When considering appropriate indications for proton therapy, the end goal needs to be prespecified, either dose-escalation beyond that which can reasonably be achieved with photons or toxicity minimization. Classic indications include dose escalation for radio-resistant tumors such as chordoma and chondrosarcoma, with improved tumor control or facilitation of a more comprehensive therapy that may otherwise be too toxic, such as craniospinal irradiation (CSI). Alternatively, late toxicity mitigation for pediatric patients may lead to less risk of secondary malignancies, or a reduction in heart dose for patients with breast cancer may reduce the rate of treatment-related cardiac events and subsequent associated costs of care.

Another intriguing value-based consideration is acute toxicity mitigation, which may be particularly relevant for elderly or frail patients who are less able to tolerate definitive combined modality therapy or may not even be offered curative intent therapy at all. Reducing acute toxicity may reduce treatment breaks, hospital admissions, and consequent medical procedures that outweigh the up-front cost of therapy for vulnerable patients. In addition, patient quality of life and treatment preference are major considerations, and patients should be included in the investigatory process to capture what is most important to them as they weigh their treatment decisions.

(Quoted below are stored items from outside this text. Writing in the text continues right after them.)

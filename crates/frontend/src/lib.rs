pub mod app;
pub mod dashboards;
pub mod domain;
pub mod layout;
pub mod routes;
pub mod shared;
pub mod system;

use leptos::task::spawn_local;
use wasm_bindgen::prelude::wasm_bindgen;

#[wasm_bindgen]
pub fn hydrate() {
    // initializes logging using the `log` crate
    _ = console_log::init_with_level(log::Level::Debug);
    console_error_panic_hook::set_once();

    // API calls read the backend address from the installed config,
    // so mounting waits for it
    spawn_local(async {
        let config = shared::config::load_config().await;
        log::info!("backend: {}", config.backend.url);
        shared::api_utils::install_config(config);
        leptos::mount::mount_to_body(app::App);
    });
}

#[wasm_bindgen(start)]
pub fn start() {
    hydrate();
}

Awareness of these indications, considerations, and the complete cost of care will ultimately answer the value-based proposition and better define the role of proton therapy in the field of oncology. Finally, just as conventional radiation treatment has been captured in our cancer registries, the specific characteristics of proton therapy must be included in our patient abstracts, thus allowing for adequate evaluation of outcomes using this exciting, new technology.